Par lettre recommandée du 7 décembre 2016 reçue le 26 décembre, les sociétés ALD Automotive et ALD International ont informé la société [O] [L] Communication que son agence n'était pas retenue et que le contrat prenait fin le 31 décembre 2016.

Par actes des 6 et 10 juillet 2017, la société [O] [L] Communication a assigné la société Temsys et la société ALD (anciennement dénommée ALD International) devant le tribunal de commerce de Paris pour obtenir la réparation du préjudice subi du fait de la rupture brutale des relations commerciales établies.

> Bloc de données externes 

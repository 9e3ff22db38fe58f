use sqlx::{PgPool, Postgres, QueryBuilder};

use crate::listing::{Page, Pager, Predicate};
use crate::models::{Status, User, UserRow};

const SEARCH_COLUMNS: &[&str] = &["u.name", "u.username", "u.email", "u.phone"];

// Related-entity matches are independent EXISTS checks, ORed into the text
// disjunction. A joined conjunction would change which rows qualify.
const SEARCH_RELATED: &[&str] = &[
    "EXISTS (SELECT 1 FROM orgs o2 WHERE o2.id = u.org_id AND o2.name ILIKE ",
    "EXISTS (SELECT 1 FROM user_roles ur2 JOIN roles r2 ON r2.id = ur2.role_id \
     WHERE ur2.user_id = u.id AND r2.name ILIKE ",
];

fn search_predicate(search: Option<&str>) -> Predicate {
    Predicate::new().text(search, SEARCH_COLUMNS, SEARCH_RELATED)
}

/// Active users matching the search term, one page at a time, with org and
/// role names projected in the same query.
pub async fn list(
    pool: &PgPool,
    search: Option<&str>,
    pager: Pager,
    page: i64,
) -> Result<Page<UserRow>, sqlx::Error> {
    let predicate = search_predicate(search);

    let mut count_qb =
        QueryBuilder::<Postgres>::new("SELECT COUNT(*) FROM users u WHERE u.is_active = 1");
    predicate.apply(&mut count_qb);
    let total: i64 = count_qb.build_query_scalar().fetch_one(pool).await?;

    let (limit, offset) = pager.limit_offset(page);
    let mut qb = QueryBuilder::<Postgres>::new(
        "SELECT u.id, u.name, u.username, u.email, u.phone, \
         o.name AS org_name, r.name AS role_name \
         FROM users u \
         LEFT JOIN orgs o ON o.id = u.org_id \
         LEFT JOIN user_roles ur ON ur.user_id = u.id \
         LEFT JOIN roles r ON r.id = ur.role_id \
         WHERE u.is_active = 1",
    );
    predicate.apply(&mut qb);
    qb.push(" ORDER BY u.name ASC, u.id ASC LIMIT ");
    qb.push_bind(limit);
    qb.push(" OFFSET ");
    qb.push_bind(offset);

    let items = qb.build_query_as::<UserRow>().fetch_all(pool).await?;

    Ok(Page {
        items,
        total,
        page: page.max(1),
        per_page: pager.page_size,
    })
}

pub async fn find_by_id(pool: &PgPool, id: i64) -> Result<Option<User>, sqlx::Error> {
    sqlx::query_as::<_, User>("SELECT * FROM users WHERE id = $1")
        .bind(id)
        .fetch_optional(pool)
        .await
}

pub async fn find_by_username(pool: &PgPool, username: &str) -> Result<Option<User>, sqlx::Error> {
    sqlx::query_as::<_, User>("SELECT * FROM users WHERE username = $1")
        .bind(username)
        .fetch_optional(pool)
        .await
}

/// Display projection for the show page: same shape as a listing row.
pub async fn find_row_by_id(pool: &PgPool, id: i64) -> Result<Option<UserRow>, sqlx::Error> {
    sqlx::query_as::<_, UserRow>(
        "SELECT u.id, u.name, u.username, u.email, u.phone, \
         o.name AS org_name, r.name AS role_name \
         FROM users u \
         LEFT JOIN orgs o ON o.id = u.org_id \
         LEFT JOIN user_roles ur ON ur.user_id = u.id \
         LEFT JOIN roles r ON r.id = ur.role_id \
         WHERE u.id = $1",
    )
    .bind(id)
    .fetch_optional(pool)
    .await
}

pub async fn create(
    pool: &PgPool,
    org_id: Option<i64>,
    name: &str,
    username: &str,
    email: &str,
    phone: Option<&str>,
    password_hash: &str,
) -> Result<User, sqlx::Error> {
    sqlx::query_as::<_, User>(
        "INSERT INTO users (org_id, name, username, email, phone, password_hash, is_active)
         VALUES ($1, $2, $3, $4, $5, $6, $7) RETURNING *",
    )
    .bind(org_id)
    .bind(name)
    .bind(username)
    .bind(email)
    .bind(phone)
    .bind(password_hash)
    .bind(Status::Active)
    .fetch_one(pool)
    .await
}

/// Fields a partial update may touch. `None` means "leave unchanged".
#[derive(Debug, Default)]
pub struct UserChanges {
    pub name: Option<String>,
    pub username: Option<String>,
    pub email: Option<String>,
    pub phone: Option<String>,
    pub org_id: Option<i64>,
    pub status: Option<Status>,
}

impl UserChanges {
    pub fn is_empty(&self) -> bool {
        self.name.is_none()
            && self.username.is_none()
            && self.email.is_none()
            && self.phone.is_none()
            && self.org_id.is_none()
            && self.status.is_none()
    }
}

/// Writes only the fields present in `changes`. Returns rows affected so
/// the caller can surface a 404 for an unknown id.
pub async fn update(
    pool: &PgPool,
    id: i64,
    changes: &UserChanges,
    actor_id: i64,
) -> Result<u64, sqlx::Error> {
    let mut qb = QueryBuilder::<Postgres>::new("UPDATE users SET updated_at = now()");
    qb.push(", updatedby_userid = ");
    qb.push_bind(actor_id);
    if let Some(name) = &changes.name {
        qb.push(", name = ");
        qb.push_bind(name.clone());
    }
    if let Some(username) = &changes.username {
        qb.push(", username = ");
        qb.push_bind(username.clone());
    }
    if let Some(email) = &changes.email {
        qb.push(", email = ");
        qb.push_bind(email.clone());
    }
    if let Some(phone) = &changes.phone {
        qb.push(", phone = ");
        qb.push_bind(phone.clone());
    }
    if let Some(org_id) = changes.org_id {
        qb.push(", org_id = ");
        qb.push_bind(org_id);
    }
    if let Some(status) = changes.status {
        qb.push(", is_active = ");
        qb.push_bind(status);
    }
    qb.push(" WHERE id = ");
    qb.push_bind(id);

    let result = qb.build().execute(pool).await?;
    Ok(result.rows_affected())
}

/// Single delete is soft: the row drops out of listings but keeps its
/// history and foreign keys intact.
pub async fn soft_delete(pool: &PgPool, id: i64, actor_id: i64) -> Result<u64, sqlx::Error> {
    let result = sqlx::query(
        "UPDATE users SET is_active = $2, updatedby_userid = $3, updated_at = now()
         WHERE id = $1 AND is_active = $4",
    )
    .bind(id)
    .bind(Status::Inactive)
    .bind(actor_id)
    .bind(Status::Active)
    .execute(pool)
    .await?;
    Ok(result.rows_affected())
}

/// Bulk removal sets the sentinel status and stamps the acting user, as one
/// atomic multi-row write.
pub async fn bulk_remove(pool: &PgPool, ids: &[i64], actor_id: i64) -> Result<u64, sqlx::Error> {
    let result = sqlx::query(
        "UPDATE users SET is_active = $2, updatedby_userid = $3, updated_at = now()
         WHERE id = ANY($1)",
    )
    .bind(ids)
    .bind(Status::Removed)
    .bind(actor_id)
    .execute(pool)
    .await?;
    Ok(result.rows_affected())
}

Par jugement du 14 février 2022, le tribunal de commerce de Paris a :

Retenu que les préavis accordés par les SA Temsys et SA ALD anciennement dénommée ALD International à la SARL [O] [L] Communication sont insuffisants au sens de l'article L. 442-6, I, 5° du code de commerce ;

Condamné la SA ALD anciennement dénommée ALD International à payer à la SARL [O] [L] Communication la somme de 1 200 euros à titre de dommages et intérêts ;

Condamné la SA Temsys à payer à la SARL [O] [L] Communication la somme de 2 240 euros à titre de dommages et intérêts ;

Débouté la SARL [O] [L] Communication de sa demande visant à la condamnation solidaire de la SA ALD anciennement dénommée ALD International et la SA Temsys au paiement de la somme de 5 000 euros au titre d'un préjudice moral.

Condamné solidairement la SA ALD anciennement dénommée ALD International et la SA Temsys à payer à la SARL [O] [L] Communication la somme de 2 000 euros à titre de dommages et intérêts, au titre de l'article 700 du code de procédure civile ;

Débouté les parties de leurs demandes autres, plus amples ou contraires,

Ordonné l'exécution provisoire du présent jugement ;

Condamné solidairement la SA ALD anciennement dénommée ALD International et la SA Temsys aux dépens, dont ceux à recouvrer par le greffe, liquidés à la somme de 96,74 euros dont 15,91 euros de TVA,

La société [O] [L] Communication a interjeté appel de ce jugement par déclaration reçue au greffe de la Cour le 14 septembre 2022, intimant la société Temsys et la société ALD.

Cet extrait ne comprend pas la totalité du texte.